INSTRUCTIONS TO FOLLOW: From the line with "into chronological candles." through the line with "Some(candle) if candle.open_time", inclusive, return each line of the data below exactly and leave the rest out.

○ ○ ○ ○ ○ ○ ○

//! Fixed-point decimal types for amounts and prices
//!
//! Uses rust_decimal for deterministic arithmetic (no floating-point errors).
//! Display rounding is HALF_UP (midpoint away from zero).

use std::fmt;
use std::str::FromStr;

use rust_decimal::{Decimal, RoundingStrategy};
use serde::{Deserialize, Serialize};

use crate::errors::NumericError;

/// Default number of decimal places used when displaying prices.
pub const DEFAULT_PRICE_SCALE: u32 = 5;

/// Smallest positive `Decimal`: 1e-28.
const MIN_POSITIVE: Decimal = Decimal::from_parts(1, 0, 0, false, 28);

/// A strictly positive asset quantity.
#[derive(Debug, Clone, Copy, PartialEq, Eq, Hash, PartialOrd, Ord, Serialize, Deserialize)]
#[serde(transparent)]
pub struct Amount(Decimal);

impl Amount {
    /// Create an amount, rejecting zero and negative values.
    pub fn try_new(value: Decimal) -> Result<Self, NumericError> {
        if value <= Decimal::ZERO {
            return Err(NumericError::NonPositive(value.to_string()));
        }
        Ok(Self(value.normalize()))
    }

    /// Parse a decimal string such as `"1.5"`.
    pub fn parse(s: &str) -> Result<Self, NumericError> {
        let value = Decimal::from_str(s.trim())
            .map_err(|_| NumericError::Unparsable(s.to_string()))?;
        Self::try_new(value)
    }

    /// Convert an integer amount of base units (e.g. wei) into whole units.
    ///
    /// `decimals` is the token's precision, 18 for ether-like assets.
    pub fn from_base_units(raw: &str, decimals: u32) -> Result<Self, NumericError> {
        let units = raw
            .trim()
            .parse::<i128>()
            .map_err(|_| NumericError::Unparsable(raw.to_string()))?;
        let value = Decimal::try_from_i128_with_scale(units, decimals)
            .map_err(|_| NumericError::Overflow(raw.to_string()))?;
        Self::try_new(value)
    }

    pub fn as_decimal(&self) -> Decimal {
        self.0
    }
}

impl fmt::Display for Amount {
    fn fmt(&self, f: &mut fmt::Formatter<'_>) -> fmt::Result {
        write!(f, "{}", self.0)
    }
}

/// Exchange rate between two amounts.
#[derive(Debug, Clone, Copy, PartialEq, Eq, Hash, PartialOrd, Ord, Serialize, Deserialize)]
#[serde(transparent)]
pub struct Price(Decimal);

impl Price {
    /// `numerator / denominator`.
    ///
    /// Both sides are positive so the quotient always exists. Non-terminating
    /// quotients are carried at full `Decimal` precision (28 significant
    /// digits); rounding only happens through [`Price::rounded`]. Quotients
    /// outside the `Decimal` range clamp to `Decimal::MAX` or to the
    /// smallest positive value, so a price is always positive.
    pub fn ratio(numerator: Amount, denominator: Amount) -> Self {
        let quotient = numerator
            .as_decimal()
            .checked_div(denominator.as_decimal())
            .unwrap_or(Decimal::MAX)
            .max(MIN_POSITIVE);
        Self(quotient.normalize())
    }

    /// Create a price from an already computed decimal.
    pub fn try_new(value: Decimal) -> Result<Self, NumericError> {
        if value <= Decimal::ZERO {
            return Err(NumericError::NonPositive(value.to_string()));
        }
        Ok(Self(value.normalize()))
    }

    /// Parse a decimal string such as `"0.5"`.
    pub fn parse(s: &str) -> Result<Self, NumericError> {
        let value = Decimal::from_str(s.trim())
            .map_err(|_| NumericError::Unparsable(s.to_string()))?;
        Self::try_new(value)
    }

    /// Round half-up to `scale` decimal places for display.
    pub fn rounded(&self, scale: u32) -> Decimal {
        self.0
            .round_dp_with_strategy(scale, RoundingStrategy::MidpointAwayFromZero)
            .normalize()
    }

    pub fn as_decimal(&self) -> Decimal {
        self.0
    }
}

impl fmt::Display for Price {
    fn fmt(&self, f: &mut fmt::Formatter<'_>) -> fmt::Result {
        write!(f, "{}", self.0)
    }
}
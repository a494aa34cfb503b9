//! OHLCV candle aggregation
//!
//! Groups price samples into fixed-width time buckets. Bucket boundaries
//! are aligned to the Unix epoch (e.g. hourly candles open on the hour).
//! The series is sparse: a bucket without samples produces no candle, and
//! gap handling is left to the charting layer.

use chrono::{DateTime, Utc};
use rust_decimal::Decimal;
use serde::{Deserialize, Serialize};
use types::numeric::Price;

/// A single `(timestamp, price, volume)` observation.
#[derive(Debug, Clone, PartialEq, Eq, Serialize, Deserialize)]
pub struct PriceSample {
    /// Ledger time, Unix seconds
    pub timestamp: i64,
    pub price: Price,
    pub volume: Decimal,
}

/// Standard candle timeframes.
#[derive(Debug, Clone, Copy, PartialEq, Eq, Hash, PartialOrd, Ord, Serialize, Deserialize)]
pub enum Timeframe {
    /// 1 minute
    M1,
    /// 5 minutes
    M5,
    /// 15 minutes
    M15,
    /// 30 minutes
    M30,
    /// 1 hour
    H1,
    /// 4 hours
    H4,
    /// 1 day
    D1,
    /// 1 week
    W1,
}

impl Timeframe {
    /// Duration of this timeframe in seconds.
    pub fn duration_secs(&self) -> i64 {
        match self {
            Timeframe::M1 => 60,
            Timeframe::M5 => 5 * 60,
            Timeframe::M15 => 15 * 60,
            Timeframe::M30 => 30 * 60,
            Timeframe::H1 => 3600,
            Timeframe::H4 => 4 * 3600,
            Timeframe::D1 => 86400,
            Timeframe::W1 => 7 * 86400,
        }
    }

    /// All standard timeframes.
    pub fn all() -> &'static [Timeframe] {
        &[
            Timeframe::M1,
            Timeframe::M5,
            Timeframe::M15,
            Timeframe::M30,
            Timeframe::H1,
            Timeframe::H4,
            Timeframe::D1,
            Timeframe::W1,
        ]
    }
}

/// Width of a candle bucket in seconds. Always positive.
#[derive(Debug, Clone, Copy, PartialEq, Eq, Hash, PartialOrd, Ord, Serialize)]
pub struct BucketWidth(i64);

impl BucketWidth {
    /// Returns `None` for zero or negative widths.
    pub fn seconds(secs: i64) -> Option<Self> {
        (secs > 0).then_some(Self(secs))
    }

    pub fn as_secs(&self) -> i64 {
        self.0
    }

    /// Floor a timestamp to the start of its bucket.
    pub fn align(&self, timestamp: i64) -> i64 {
        timestamp.div_euclid(self.0) * self.0
    }
}

impl From<Timeframe> for BucketWidth {
    fn from(tf: Timeframe) -> Self {
        Self(tf.duration_secs())
    }
}

/// A single OHLCV candle.
#[derive(Debug, Clone, PartialEq, Eq, Serialize, Deserialize)]
pub struct Candle {
    pub open: Decimal,
    pub high: Decimal,
    pub low: Decimal,
    pub close: Decimal,
    pub volume: Decimal,
    pub open_time: i64,
    pub close_time: i64,
    pub trade_count: u64,
}

impl Candle {
    /// Create a new candle from the first sample in this bucket.
    fn new(price: Decimal, volume: Decimal, open_time: i64, width: BucketWidth) -> Self {
        Self {
            open: price,
            high: price,
            low: price,
            close: price,
            volume,
            open_time,
            close_time: open_time.saturating_add(width.as_secs() - 1),
            trade_count: 1,
        }
    }

    /// Update the candle with a later sample.
    fn update(&mut self, price: Decimal, volume: Decimal) {
        if price > self.high {
            self.high = price;
        }
        if price < self.low {
            self.low = price;
        }
        self.close = price;
        self.volume += volume;
        self.trade_count += 1;
    }

    /// Validate candle integrity (OHLCV invariants).
    pub fn is_valid(&self) -> bool {
        self.high >= self.open
            && self.high >= self.close
            && self.high >= self.low
            && self.low <= self.open
            && self.low <= self.close
            && self.volume >= Decimal::ZERO
            && self.close_time >= self.open_time
    }

    pub fn open_time_utc(&self) -> Option<DateTime<Utc>> {
        DateTime::from_timestamp(self.open_time, 0)
    }
}

/// Aggregate samples into chronological candles.
///
/// Samples are stably sorted by timestamp first, so samples sharing a
/// timestamp keep their input order when deciding open and close.
pub fn aggregate(samples: &[PriceSample], width: BucketWidth) -> Vec<Candle> {
    let mut ordered: Vec<&PriceSample> = samples.iter().collect();
    ordered.sort_by_key(|s| s.timestamp);

    let mut candles: Vec<Candle> = Vec::new();
    for sample in ordered {
        let open_time = width.align(sample.timestamp);
        let price = sample.price.as_decimal();
        match candles.last_mut() {
            Some(candle) if candle.open_time == open_time => candle.update(price, sample.volume),
            _ => candles.push(Candle::new(price, sample.volume, open_time, width)),
        }
    }
    candles
}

○ ○ ○ ○ ○ ○ ○

TASK ANSWER:
/// Aggregate samples into chronological candles.
///
/// Samples are stably sorted by timestamp first, so samples sharing a
/// timestamp keep their input order when deciding open and close.
pub fn aggregate(samples: &[PriceSample], width: BucketWidth) -> Vec<Candle> {
    let mut ordered: Vec<&PriceSample> = samples.iter().collect();
    ordered.sort_by_key(|s| s.timestamp);

    let mut candles: Vec<Candle> = Vec::new();
    for sample in ordered {
        let open_time = width.align(sample.timestamp);
        let price = sample.price.as_decimal();
        match candles.last_mut() {
            Some(candle) if candle.open_time == open_time => candle.update(price, sample.volume),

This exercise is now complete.